No definitive risk factors for LBP in EA have been identified yet, highlighting the need for further scientific research on this topic. To advance our understanding, it is crucial to focus on the following areas:

• Study Quality: Conducting higher-quality studies is essential to provide more substantial evidence regarding which variables pose risk factors for LBP and which do not.
• Research Tools: There is a pressing need to develop standardized questionnaires that address key questions, enabling researchers to better understand the prevalence of LBP in EA and the factors contributing to its existence.

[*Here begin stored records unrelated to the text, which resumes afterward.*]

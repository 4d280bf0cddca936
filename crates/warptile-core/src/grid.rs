use std::cell::Cell;

use rayon::prelude::*;

/// Number of execution-unit groups launched along each grid axis.
#[derive(Copy, Clone, Debug, Hash, PartialEq, Eq)]
pub struct GroupCount {
    pub x: u32,
    pub y: u32,
    pub z: u32,
}

impl GroupCount {
    pub fn new(x: u32, y: u32, z: u32) -> Self {
        Self { x, y, z }
    }

    pub fn num_groups(&self) -> u32 {
        self.x * self.y * self.z
    }
}

/// Largest grid the engine accepts on any target.
///
/// Matches the per-axis limit of the accelerator model the engine is written
/// against; setup validation compares planned grids against it.
pub fn max_group_count() -> GroupCount {
    GroupCount::new(u16::MAX as u32, u16::MAX as u32, u16::MAX as u32)
}

/// Number of cooperating units inside one group.
#[derive(Copy, Clone, Debug, Hash, PartialEq, Eq)]
pub struct GroupDim {
    pub units: u32,
}

impl GroupDim {
    pub fn new(units: u32) -> Self {
        Self { units }
    }

    pub fn num_units(&self) -> u32 {
        self.units
    }
}

/// Per-group execution state handed to the kernel body.
///
/// One context exists per group task. Units inside the group are iterated in
/// program order, so a group barrier reduces to a phase boundary; the context
/// counts the boundaries so schedules can assert their synchronization
/// discipline.
#[derive(Debug)]
pub struct GroupContext {
    linear_id: u32,
    dim: GroupDim,
    syncs: Cell<u32>,
}

impl GroupContext {
    pub fn new(linear_id: u32, dim: GroupDim) -> Self {
        Self {
            linear_id,
            dim,
            syncs: Cell::new(0),
        }
    }

    pub fn linear_id(&self) -> u32 {
        self.linear_id
    }

    pub fn num_units(&self) -> u32 {
        self.dim.num_units()
    }

    /// Group-wide barrier: everything written before this call is visible to
    /// every unit of the group after it.
    pub fn sync_group(&self) {
        self.syncs.set(self.syncs.get() + 1);
    }

    /// Number of barriers executed so far.
    pub fn sync_count(&self) -> u32 {
        self.syncs.get()
    }
}

/// Walks the grid, one task per group, on the rayon pool.
///
/// Groups are independent by construction; any cross-group accumulation goes
/// through atomic stores (see [`crate::memory::GlobalMut`]).
pub fn launch_groups<F>(count: GroupCount, dim: GroupDim, kernel: F)
where
    F: Fn(GroupContext) + Send + Sync,
{
    let total = count.num_groups();
    log::debug!(
        "launching grid ({}, {}, {}) with {} units per group",
        count.x,
        count.y,
        count.z,
        dim.num_units()
    );

    (0..total)
        .into_par_iter()
        .for_each(|id| kernel(GroupContext::new(id, dim)));
}

#[cfg(test)]
mod tests {
    use super::*;
    use std::sync::atomic::{AtomicU32, Ordering};

    #[test]
    fn every_group_runs_exactly_once() {
        let count = GroupCount::new(4, 3, 2);
        let seen = AtomicU32::new(0);
        launch_groups(count, GroupDim::new(1), |ctx| {
            assert!(ctx.linear_id() < count.num_groups());
            seen.fetch_add(1, Ordering::Relaxed);
        });
        assert_eq!(seen.load(Ordering::Relaxed), 24);
    }

    #[test]
    fn sync_count_tracks_barriers() {
        let ctx = GroupContext::new(0, GroupDim::new(8));
        ctx.sync_group();
        ctx.sync_group();
        assert_eq!(ctx.sync_count(), 2);
    }
}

Improving these aspects will help clarify the underlying causes of LBP in this population and inform more effective prevention and treatment strategies.

5. Limitations

This systematic review has several limitations that should be acknowledged. First, the review process was not blinded, which could introduce bias, as reviewers were aware of study authors and affiliations. This issue is particularly pertinent given that one of the included studies shares the same main author as this review. To minimize potential bias, the quality assessment for all studies, including this one, was also conducted by a reviewer not involved with the article in question. Another limitation lies in the tools used to assess study quality and prevalence, which were originally developed for medical and health studies. These tools may lack the sensitivity required to accurately evaluate research specific to athlete populations, potentially affecting the reliability of the quality assessments. Additionally, the interchangeable use of the terms “back pain” and “lower back pain” in some studies complicates data interpretation, as these terms were sometimes conflated. During the full-text screening and data extraction, judgments had to be made regarding whether the studies specifically addressed LBP, introducing a degree of subjectivity. Furthermore, there was a challenge with the definition of “point prevalence,” as several studies did not clearly report the specific time window in which athletes were asked about their pain. In many instances, the review team had to infer that the reported prevalence referred to point prevalence based on the context, but this was not explicitly stated. This assumption may have led to inconsistencies in the reported prevalence estimates. Lastly, the review was limited to peer-reviewed articles, excluding other sources like abstracts, reports, and theses. Despite these limitations, the review provides valuable insights into the prevalence of LBP in EA and highlights the necessity for further, more precise research in this area.

6. Conclusions

This systematic review underscores the heightened prevalence of LBP among equestrian athletes compared to the general population and other athletic groups. While some evidence points to sport-specific factors—such as the physical demands of riding and associated tasks—as potential contributors to this increased prevalence, definitive risk factors remain elusive due to methodological inconsistencies and a lack of standardized assessment tools. The findings highlight the need for higher-quality research focused on the unique characteristics of equestrian sports. Future studies should prioritize the development and validation of specific tools to better assess risk factors for LBP in this population, ensuring that equestrian athletes receive tailored interventions that address both their on- and off-horse activities. By improving research quality and focusing on sport-specific variables, the equestrian community can better understand and mitigate the risks of LBP, ultimately enhancing athlete well-being and performance.